Mamy spadającą inflację i rosnący popyt konsumpcyjny. Rosnące inwestycje. Dobrą sytuację w bilansie zagranicznym, rosnące płace realne. Mamy wreszcie sytuację, w której nasze firmy dzisiaj rzeczywiście konkurują swoimi innowacjami, swoją zdolnością lokacji na różnych rynkach, także zagranicznych, a nie kosztami pracy. Mamy wreszcie dwa i pół razy więcej inwestycji zagranicznych niż za naszych poprzedników. Mamy dwa razy większe dochody państwa i stabilną sytuację makroekonomiczną, bo koszty obsługi długu są poniżej dwóch proc. i mamy ponad 100 mld zł poduszki płynnościowej. Mamy dług w Polsce, a tylko nieco ponad 20 proc. poza granicami Polski i wg Komisji Europejskiej jesteśmy najbardziej stabilną gospodarką, jeśli chodzi o finanse, w Unii Europejskiej.

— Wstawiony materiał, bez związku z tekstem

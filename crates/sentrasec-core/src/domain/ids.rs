//! Domain identifiers (strongly-typed IDs).
//!
//! Task identity is a ULID wrapped in a phantom-typed `Id<T>`, so a task id
//! cannot be confused with any other identifier at compile time while still
//! sorting by creation time.

use serde::{Deserialize, Serialize};
use std::borrow::Borrow;
use std::fmt;
use std::marker::PhantomData;
use ulid::Ulid;

/// Marker trait providing the display prefix of an id type.
pub trait IdMarker: Send + Sync + 'static {
    fn prefix() -> &'static str;
}

/// Generic ULID-backed id.
///
/// `T` only exists at compile time (`PhantomData`), so `Id<T>` has the same
/// size as a bare `Ulid`.
#[repr(transparent)]
#[derive(Debug, Clone, Copy, PartialEq, Eq, Hash, PartialOrd, Ord, Serialize, Deserialize)]
pub struct Id<T: IdMarker> {
    ulid: Ulid,
    #[serde(skip)]
    _marker: PhantomData<T>,
}

impl<T: IdMarker> Id<T> {
    pub fn from_ulid(ulid: Ulid) -> Self {
        Self {
            ulid,
            _marker: PhantomData,
        }
    }

    pub fn as_ulid(&self) -> Ulid {
        self.ulid
    }
}

impl<T: IdMarker> From<Ulid> for Id<T> {
    fn from(ulid: Ulid) -> Self {
        Self::from_ulid(ulid)
    }
}

impl<T: IdMarker> fmt::Display for Id<T> {
    fn fmt(&self, f: &mut fmt::Formatter<'_>) -> fmt::Result {
        write!(f, "{}{}", T::prefix(), self.ulid)
    }
}

/// Task marker.
#[derive(Debug, Clone, Copy, PartialEq, Eq, Hash, PartialOrd, Ord)]
pub enum Task {}

impl IdMarker for Task {
    fn prefix() -> &'static str {
        "task-"
    }
}

/// Identifier of one simulated operation instance.
pub type TaskId = Id<Task>;

/// Key under which a registry tracks a live task (an IP, a CVE id, a
/// credential id, ...).
///
/// Unlike [`TaskId`] the key is chosen by the caller and is reused: once a
/// task under a key terminates, a new one may start under the same key.
#[derive(Debug, Clone, PartialEq, Eq, Hash, PartialOrd, Ord, Serialize, Deserialize)]
#[serde(transparent)]
pub struct TaskKey(String);

impl TaskKey {
    pub fn new(s: impl Into<String>) -> Self {
        Self(s.into())
    }

    pub fn as_str(&self) -> &str {
        &self.0
    }
}

impl fmt::Display for TaskKey {
    fn fmt(&self, f: &mut fmt::Formatter<'_>) -> fmt::Result {
        self.0.fmt(f)
    }
}

impl From<&str> for TaskKey {
    fn from(s: &str) -> Self {
        Self::new(s)
    }
}

impl From<String> for TaskKey {
    fn from(s: String) -> Self {
        Self(s)
    }
}

// Lets `HashMap<TaskKey, _>` be queried with a plain `&str`.
impl Borrow<str> for TaskKey {
    fn borrow(&self) -> &str {
        &self.0
    }
}
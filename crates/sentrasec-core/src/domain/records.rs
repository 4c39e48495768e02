//! Mock domain records behind the console views.
//!
//! These are fixtures, not simulator state: the registry never reads them.
//! Completion hooks and operator commands mutate them through the collections
//! in `app::vault`, `app::evidence` and `app::settings`.

use chrono::{DateTime, Utc};
use serde::{Deserialize, Serialize};

#[derive(Debug, Clone, Copy, PartialEq, Eq, Serialize, Deserialize)]
#[serde(rename_all = "lowercase")]
pub enum CredentialKind {
    Cleartext,
    #[serde(rename = "NTLM")]
    Ntlm,
    Encrypted,
}

#[derive(Debug, Clone, Copy, PartialEq, Eq, Serialize, Deserialize)]
#[serde(rename_all = "lowercase")]
pub enum Strength {
    #[serde(rename = "very weak")]
    VeryWeak,
    Weak,
    Medium,
    Strong,
    Unknown,
}

/// A harvested credential.
#[derive(Debug, Clone, PartialEq, Eq, Serialize, Deserialize)]
pub struct Credential {
    pub id: u64,
    pub username: String,
    pub password: String,
    pub domain: String,
    pub source: String,
    #[serde(rename = "type")]
    pub kind: CredentialKind,
    pub access_level: String,
    pub last_used: DateTime<Utc>,
    pub cracked: bool,
    pub strength: Strength,
    #[serde(default)]
    pub revealed: bool,
}

impl Credential {
    /// Case-insensitive match over username, domain and source.
    pub fn matches(&self, term: &str) -> bool {
        let term = term.to_lowercase();
        [&self.username, &self.domain, &self.source]
            .iter()
            .any(|field| field.to_lowercase().contains(&term))
    }
}

#[derive(Debug, Clone, Copy, PartialEq, Eq, Serialize, Deserialize)]
#[serde(rename_all = "UPPERCASE")]
pub enum Protocol {
    Rdp,
    Smb,
    Sql,
    Ssh,
}

impl Protocol {
    pub const ALL: [Protocol; 4] = [Protocol::Rdp, Protocol::Smb, Protocol::Sql, Protocol::Ssh];
}

#[derive(Debug, Clone, Copy, PartialEq, Eq, Serialize, Deserialize)]
#[serde(rename_all = "lowercase")]
pub enum SessionStatus {
    Active,
    /// Passive capture; the session keeps running.
    Monitoring,
    Paused,
    Terminated,
}

impl SessionStatus {
    /// Whether the session's elapsed timer is running.
    pub fn is_live(self) -> bool {
        matches!(self, SessionStatus::Active | SessionStatus::Monitoring)
    }
}

/// A hijacked session as shown in the sessions table.
#[derive(Debug, Clone, PartialEq, Eq, Serialize, Deserialize)]
pub struct HijackedSession {
    pub id: String,
    pub target: String,
    pub user: String,
    pub protocol: Protocol,
    pub status: SessionStatus,
    pub started_at: DateTime<Utc>,
    pub ended_at: Option<DateTime<Utc>>,
    pub last_activity: String,
}

#[derive(Debug, Clone, Copy, PartialEq, Eq, Serialize, Deserialize)]
#[serde(rename_all = "lowercase")]
pub enum EvidenceKind {
    Screenshot,
    Document,
    Video,
    Archive,
}

/// A piece of collected evidence.
#[derive(Debug, Clone, PartialEq, Eq, Serialize, Deserialize)]
pub struct EvidenceItem {
    pub id: u64,
    #[serde(rename = "type")]
    pub kind: EvidenceKind,
    pub title: String,
    pub description: String,
    pub timestamp: DateTime<Utc>,
    pub source: String,
    /// Human-readable, e.g. `2.4 MB`.
    pub size: String,
    pub hash: String,
    #[serde(default)]
    pub tags: Vec<String>,
}

impl EvidenceItem {
    /// Plain-text export offered by the evidence download action.
    pub fn export_text(&self) -> String {
        format!(
            "Evidence: {}\nSource: {}\nTimestamp: {}\nHash: {}\n\nDescription:\n{}",
            self.title,
            self.source,
            self.timestamp.to_rfc3339(),
            self.hash,
            self.description
        )
    }

    pub fn has_tag(&self, tag: &str) -> bool {
        self.tags.iter().any(|t| t.eq_ignore_ascii_case(tag))
    }
}

#[derive(Debug, Clone, Copy, PartialEq, Eq, PartialOrd, Ord, Serialize, Deserialize)]
#[serde(rename_all = "lowercase")]
pub enum Severity {
    Low,
    Medium,
    High,
    Critical,
}

/// A scheduled scan policy from the settings view.
#[derive(Debug, Clone, PartialEq, Eq, Serialize, Deserialize)]
pub struct ScanPolicy {
    pub id: u64,
    pub name: String,
    pub description: String,
    pub targets: Vec<String>,
    pub schedule: String,
    pub severity_threshold: Severity,
    pub active: bool,
    pub last_run: Option<DateTime<Utc>>,
}

#[derive(Debug, Clone, Copy, PartialEq, Eq, Serialize, Deserialize)]
#[serde(rename_all = "lowercase")]
pub enum IntegrationStatus {
    Connected,
    Disconnected,
}

impl IntegrationStatus {
    pub fn toggled(self) -> Self {
        match self {
            IntegrationStatus::Connected => IntegrationStatus::Disconnected,
            IntegrationStatus::Disconnected => IntegrationStatus::Connected,
        }
    }
}

#[derive(Debug, Clone, Default, PartialEq, Eq, Serialize, Deserialize)]
pub struct IntegrationConfig {
    #[serde(default, skip_serializing_if = "Option::is_none")]
    pub endpoint: Option<String>,
    #[serde(default, skip_serializing_if = "Option::is_none")]
    pub channel: Option<String>,
    /// Cleared by a failed connection test.
    pub last_sync: Option<DateTime<Utc>>,
}

/// A third-party integration (SIEM, ticketing, chat).
#[derive(Debug, Clone, PartialEq, Eq, Serialize, Deserialize)]
pub struct Integration {
    pub id: u64,
    pub name: String,
    #[serde(rename = "type")]
    pub category: String,
    pub status: IntegrationStatus,
    pub description: String,
    pub config: IntegrationConfig,
}
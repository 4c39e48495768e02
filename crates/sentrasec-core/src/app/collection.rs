//! Shared plumbing for the persisted mock collections.
//!
//! Each collection is a JSON array under one store key, cached in memory and
//! written back after every mutation.

use std::sync::{Arc, Mutex, MutexGuard, PoisonError};

use serde::Serialize;
use serde::de::DeserializeOwned;
use tracing::debug;

use crate::domain::StoreError;
use crate::ports::{ConfirmationPrompt, KeyValueStore};

pub(crate) fn read_collection<T: DeserializeOwned>(
    store: &dyn KeyValueStore,
    key: &str,
) -> Result<Option<Vec<T>>, StoreError> {
    match store.get(key)? {
        Some(value) => Ok(Some(serde_json::from_value(value)?)),
        None => Ok(None),
    }
}

pub(crate) fn write_collection<T: Serialize>(
    store: &dyn KeyValueStore,
    key: &str,
    items: &[T],
) -> Result<(), StoreError> {
    store.set(key, serde_json::to_value(items)?)
}

pub(crate) struct Collection<T> {
    store: Arc<dyn KeyValueStore>,
    key: &'static str,
    items: Mutex<Vec<T>>,
}

impl<T> Collection<T>
where
    T: Serialize + DeserializeOwned + Clone,
{
    /// Seeds with `defaults` when the store has nothing under `key`.
    pub(crate) fn load_or(
        store: Arc<dyn KeyValueStore>,
        key: &'static str,
        defaults: Vec<T>,
    ) -> Result<Self, StoreError> {
        let items = read_collection(store.as_ref(), key)?.unwrap_or(defaults);
        debug!(key, count = items.len(), "collection loaded");
        Ok(Self {
            store,
            key,
            items: Mutex::new(items),
        })
    }

    pub(crate) fn list(&self) -> Vec<T> {
        self.lock().clone()
    }

    pub(crate) fn find(&self, pick: impl Fn(&T) -> bool) -> Option<T> {
        self.lock().iter().find(|item| pick(*item)).cloned()
    }

    pub(crate) fn prepend(&self, item: T) -> Result<(), StoreError> {
        let mut items = self.lock();
        items.insert(0, item);
        self.persist(&items)
    }

    /// Apply `change` to the first item matching `pick`, then persist.
    /// `Ok(None)` when nothing matches.
    pub(crate) fn update<R>(
        &self,
        pick: impl Fn(&T) -> bool,
        change: impl FnOnce(&mut T) -> R,
    ) -> Result<Option<R>, StoreError> {
        let mut items = self.lock();
        let Some(index) = items.iter().position(&pick) else {
            return Ok(None);
        };
        let result = change(&mut items[index]);
        self.persist(&items)?;
        Ok(Some(result))
    }

    /// Remove every item matching `pick` once `prompt` agrees to `question`.
    ///
    /// The prompt is only asked when something would be removed, and never
    /// with the lock held.
    pub(crate) fn remove_confirmed(
        &self,
        pick: impl Fn(&T) -> bool,
        question: &str,
        prompt: &dyn ConfirmationPrompt,
    ) -> Result<bool, StoreError> {
        if !self.lock().iter().any(&pick) {
            return Ok(false);
        }
        if !prompt.confirm(question) {
            return Ok(false);
        }

        let mut items = self.lock();
        let before = items.len();
        items.retain(|item| !pick(item));
        if items.len() == before {
            return Ok(false);
        }
        self.persist(&items)?;
        Ok(true)
    }

    fn persist(&self, items: &[T]) -> Result<(), StoreError> {
        write_collection(self.store.as_ref(), self.key, items)
    }

    fn lock(&self) -> MutexGuard<'_, Vec<T>> {
        self.items.lock().unwrap_or_else(PoisonError::into_inner)
    }
}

• Ale zadłużenie jest ogromne i rośnie.
Ten mit o tym, że ten dług rośnie wynika z tego, że on jest podawany nominalnie, tylko że to jest naprawdę bez sensu. Bo poziom tego długu i zdolność jego obsługi zależy do naszego majątku. Tego jaką siłę nasza gospodarka posiada. Musimy więc to odnosić do PKB.
Dzisiaj mamy w stosunku do PKB mamy 49 proc. z kawałkiem długu. Za czasów naszych poprzedników ten dług wzrósł o 7 proc., a za naszych czasów spadł o 2 proc. I tylko w relacji do gospodarki można mierzyć poziom zadłużenia. Średni dług w UE tak mierzony wynosi 85 proc. A więc mówienie w kółko o tym, że my prowadzimy nieostrożną i rozpasaną politykę fiskalną jest po prostu nieprawdziwe.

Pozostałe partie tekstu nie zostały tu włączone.